I said to my wife, is she dieting now, hitting the gym, buying some new clothes for this encounter she has clearly been fantasizing over for more than 10 years? Wife says no, she is not doing any of that. I told her the reason is, this is not the first time they have met up during her marriage and he knows what she looks like now versus in college. She is 15-20 lbs heavier and had 2 children so she looks more like a mom figure than an attractive college girl she once was.
I told my wife how badly I feel for the H as she has ruined his self esteem, telling him he does not do this or that, and has no identity, no attraction and on and on. Now that I hear about the OM, it all makes sense. She has been comparing her H to him all these years. The H has never had a chance to live up to the fantasy. She also told my wife she realized back before she married her H that the marriage was something she should not do but did anyway. They have been married for 11 years.
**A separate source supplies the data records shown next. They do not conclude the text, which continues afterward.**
// Remove every invalid keybinding and rewrite the file

use std::path::PathBuf;

use keymap_cleaner::CleanResult;

use super::{ensure_host_commands, load_document, Command, CommandContext};
use crate::error::{CliError, CliResult};
use crate::host::FileEditor;
use crate::output::OutputStyle;

/// Bulk clean a keybindings file
pub struct CleanCommand {
    pub file: Option<PathBuf>,
}

impl CleanCommand {
    pub fn new(file: Option<PathBuf>) -> Self {
        Self { file }
    }
}

#[async_trait::async_trait]
impl Command for CleanCommand {
    async fn execute(&self, ctx: &CommandContext) -> CliResult<()> {
        let style = OutputStyle::default();
        let path = ctx.resolve_file(self.file.as_deref())?;
        let document = load_document(&path).await?;
        let (engine, _) = ctx.engine(&path);
        ensure_host_commands(ctx, &engine).await?;
        let editor = FileEditor::new(&path, document.uri.clone(), document.text.clone(), ctx.dry_run);

        match engine.clean_active(Some(&document), &editor).await? {
            CleanResult::Cleaned(outcome) => {
                if ctx.dry_run {
                    println!("{}", outcome.text);
                }
                let summary = format!(
                    "Removed {} invalid keybinding(s), kept {}",
                    outcome.removed, outcome.kept
                );
                if ctx.dry_run {
                    println!("{}", style.info(&format!("Dry run: {}", summary)));
                } else if outcome.changed() {
                    println!("{}", style.success(&format!("{} in {}", summary, path.display())));
                } else {
                    println!("{}", style.success("No invalid keybindings found"));
                }
                Ok(())
            }
            CleanResult::Rejected => Err(CliError::Internal(format!(
                "Cleaned text could not be applied to {}",
                path.display()
            ))),
            CleanResult::NotApplicable => {
                println!(
                    "{}",
                    style.warning(&format!("{} is not a keybindings file", path.display()))
                );
                Ok(())
            }
        }
    }
}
I now feel my wife is best friends with a person with very suspect morals and the ability to lie to everyone to get her way.
She has ruined the life of a good man and he still has no idea.

Should I say something to him? To her? ask my wife to stop their friendship and look for a better person to be close to?
I have had issues with this friend before, but never anything like this.


----------



## weightlifter (Dec 14, 2012)

nogutsnoglory said:


> My wife has a best girl friend and she has left her husband this year and taken the 2 girls they have with her and got an apartment. He was essentially blind sided by this, as we all were at the time. A few months have passed and she tells my wife (they have been best friends for 10 years) that she is going to meet up with an old flame from College.
> 
> Yesterday, she tells my wife that he has been in the military and that he and she have been in contact a few times a year and are very close but have never seen one another in all this time.
> 
> ...


The two red parts contradict.
First part makes it sounds like an email EA but no meet up.
Second part sounds like they did the classic "coffee shop meetup"

Anyway. Yes she is a cheater. EA. Read the thread from Hard to Detach for a comparison.

I would express concern about her cheating friend and tell her her BF makes you uncomfortable and she IS a cheater!

Weren't you the guy with the player neighbor sniffing around your wife? If yes. Keeping him at bay?

As for the dude. Are they D? MAKE SURE HE KNOWS SHE IS GOING!!!! You know full well it is outright PA at that point once she goes. WHAT STATE? If it matters in either alimony, property division, or waiting period TELL HIM TO GET A PI!!!!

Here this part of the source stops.